Mach Industries said Tuesday it has bought solid rocket motor maker Exquadrum in a $50 million cash-and-equity transaction, folding the Victorville, Calif., plant and staff into a new business unit called Mach Energetics. The Huntington Beach–based defense startup said the acquisition gives it direct control over a component that has become scarce as unmanned systems scale, and positions the company to supply motors and related services to other defense firms.
The companies’ relationship began almost by accident. Executives say the introduction happened last fall after an Exquadrum client overheard a Mach recruiter at an MIT hiring event mention the firm was seeking a domestic solid motor supplier. Mach first became a customer, then moved quickly from buyer to owner, closing the deal roughly five months later and topping about eight other bidders, the company said.

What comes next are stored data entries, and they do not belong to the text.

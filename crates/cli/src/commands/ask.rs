use std::sync::Arc;

use serde_json::Map;
use tally_agent::metadata::restrict_to_warehouse;
use tally_agent::{PipelineController, RunOutcome};
use tally_core::config::AppConfig;
use tally_core::domain::session::{Session, SessionId, SessionKey};
use tally_core::schema::SchemaCatalog;
use tally_db::repositories::{SessionRepository, SqlSessionRepository};
use tally_db::{connect_with_settings, migrations};
use tokio::sync::mpsc;

use crate::commands::{load_config, remote_clients, runtime, CommandResult, StepFailure};

#[derive(Debug, Clone)]
pub struct AskOptions {
    pub question: String,
    pub app_name: String,
    pub user_id: String,
    pub session_id: Option<String>,
}

/// Runs one question end to end. The output is one JSON object per pipeline
/// event; the exit code is 0 only when the run completed.
pub fn run(options: AskOptions) -> CommandResult {
    let config = match load_config("ask") {
        Ok(config) => config,
        Err(failure) => return failure,
    };
    let runtime = match runtime("ask") {
        Ok(runtime) => runtime,
        Err(failure) => return failure,
    };

    match runtime.block_on(ask(&config, options)) {
        Ok(result) => result,
        Err((error_class, message, exit_code)) => {
            CommandResult::failure("ask", error_class, message, exit_code)
        }
    }
}

async fn ask(config: &AppConfig, options: AskOptions) -> Result<CommandResult, StepFailure> {
    let pool = connect_with_settings(
        &config.database.url,
        config.database.max_connections,
        config.database.timeout_secs,
    )
    .await
    .map_err(|error| ("db_connectivity", error.to_string(), 4u8))?;
    migrations::run_pending(&pool)
        .await
        .map_err(|error| ("migration", error.to_string(), 5u8))?;

    let (warehouse, llm) = remote_clients(config)?;
    let mut catalog = SchemaCatalog::load_or_empty(&config.metadata.path)
        .map_err(|error| ("metadata", error.to_string(), 7u8))?;
    restrict_to_warehouse(warehouse.as_ref(), &mut catalog).await;
    let schema = catalog.render().map_err(|error| ("metadata", error.to_string(), 7u8))?;

    let sessions: Arc<dyn SessionRepository> = Arc::new(SqlSessionRepository::new(pool.clone()));
    let controller =
        PipelineController::assemble(&config.pipeline, llm, warehouse, sessions.clone(), schema)
            .map_err(|error| ("prompt_templates", error.to_string(), 8u8))?;

    let key = SessionKey::new(
        options.app_name,
        options.user_id,
        options.session_id.map(SessionId).unwrap_or_else(SessionId::generate),
    );
    let session = open_session(sessions.as_ref(), key).await?;

    let (sender, mut receiver) = mpsc::channel(32);
    let collect = async {
        let mut lines = Vec::new();
        while let Some(event) = receiver.recv().await {
            lines.push(serde_json::to_string(&event).unwrap_or_default());
        }
        lines
    };
    let (outcome, lines) =
        tokio::join!(controller.run(&session, &options.question, sender), collect);
    pool.close().await;

    let exit_code = match outcome {
        RunOutcome::Completed(_) => 0,
        RunOutcome::Failed(_) | RunOutcome::Cancelled => 1,
    };
    Ok(CommandResult { exit_code, output: lines.join("\n") })
}

async fn open_session(
    sessions: &dyn SessionRepository,
    key: SessionKey,
) -> Result<Session, StepFailure> {
    let existing =
        sessions.get(&key).await.map_err(|error| ("session_store", error.to_string(), 4u8))?;
    match existing {
        Some(session) => Ok(session),
        None => sessions
            .create(key, Map::new())
            .await
            .map_err(|error| ("session_store", error.to_string(), 4u8)),
    }
}
impl Default for AppConfig {
    fn default() -> Self {
        Self {
            warehouse: WarehouseConfig {
                endpoint: String::new(),
                catalog: "hive_catalog".to_string(),
                database: "test_db".to_string(),
                user: "tally".to_string(),
                access_key: None,
                secret_key: None,
                region: "cn-beijing".to_string(),
                session_properties: BTreeMap::from([(
                    "query_engine_type".to_string(),
                    "presto".to_string(),
                )]),
                timeout_secs: 30,
                query_timeout_secs: 300,
            },
            llm: LlmConfig {
                provider: LlmProvider::Ollama,
                api_key: None,
                base_url: None,
                model: "llama3.1".to_string(),
                timeout_secs: 60,
                max_retries: 2,
            },
            database: DatabaseConfig {
                url: "sqlite://tally.db".to_string(),
                max_connections: 5,
                timeout_secs: 30,
            },
            metadata: MetadataConfig {
                path: PathBuf::from("crm_metadata.json"),
                extra_descriptions_path: None,
            },
            pipeline: PipelineConfig {
                max_fix_attempts: 3,
                max_chart_attempts: 3,
                max_result_rows: 50,
                history_turns: 5,
                analysis_plan: false,
            },
            server: ServerConfig {
                bind_address: "127.0.0.1".to_string(),
                port: 8080,
                graceful_shutdown_secs: 15,
                allowed_origins: Vec::new(),
            },
            logging: LoggingConfig { level: "info".to_string(), format: LogFormat::Compact },
        }
    }
}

Ethan Thornton, Mach’s founder and chief executive, described the purchase as a strategic step to tighten the company’s supply chain. Thornton, who left MIT at 19 to start Mach, told reporters the firm intends to integrate propulsion, radar, avionics and other systems to trim costs and cut delivery times. “If you can't secure the hardware you need, your production line stalls,” he said, adding that bringing manufacturing in-house shortens lead times and stabilizes pricing for fielded systems.
The timing reflects growing concern inside the Pentagon and industry over a narrow supplier base for solid rocket motors. Several major primes, including Aerojet Rocketdyne and Northrop Grumman, dominate domestic production, leaving little independent capacity to meet rising demand from drone and munition programs. In February, the Defense Department awarded Anduril about $44 million to expand U.S. production of solid motors, explicitly calling the item a chokepoint in munitions supply chains.
Mach said it will not only use the acquired capabilities for its own vehicles but will offer components, test services and subsystems to outside contractors. The deal brings roughly 85 Exquadrum employees, the company’s intellectual property and a 70,000‑square‑foot manufacturing site near an established propulsion test range into Mach’s operations. With the addition, Mach now counts about 350 workers. Exquadrum co‑founders Kevin Mahaffy and Eric Schmidt have taken leadership positions within the energistics unit, Mach said.
Analysts say the move is consistent with a trend among fast‑growing defense startups seeking to control more of their supply chains to compete on price and speed. Mach currently has five vehicle programs in development — a jet VTOL, a high‑altitude glider, an airborne sensor platform, a low‑cost counter‑drone interceptor and a long‑range strike munition — and expects to start production on at least three this year. “Owning the motor line can shave dollars off unit cost and remove a major scheduling headache,” said Laura Kim, a defense procurement analyst who follows propulsion markets.
Financially, Mach has raised nearly $200 million to date, including a $100 million Series B last June led by Bedrock Capital, Khosla Ventures and Sequoia Capital, and is valued at about $470 million. Investors and military buyers will be watching to see whether the integration improves margins and delivery timelines as Mach scales manufacturing for both its own systems and third‑party customers.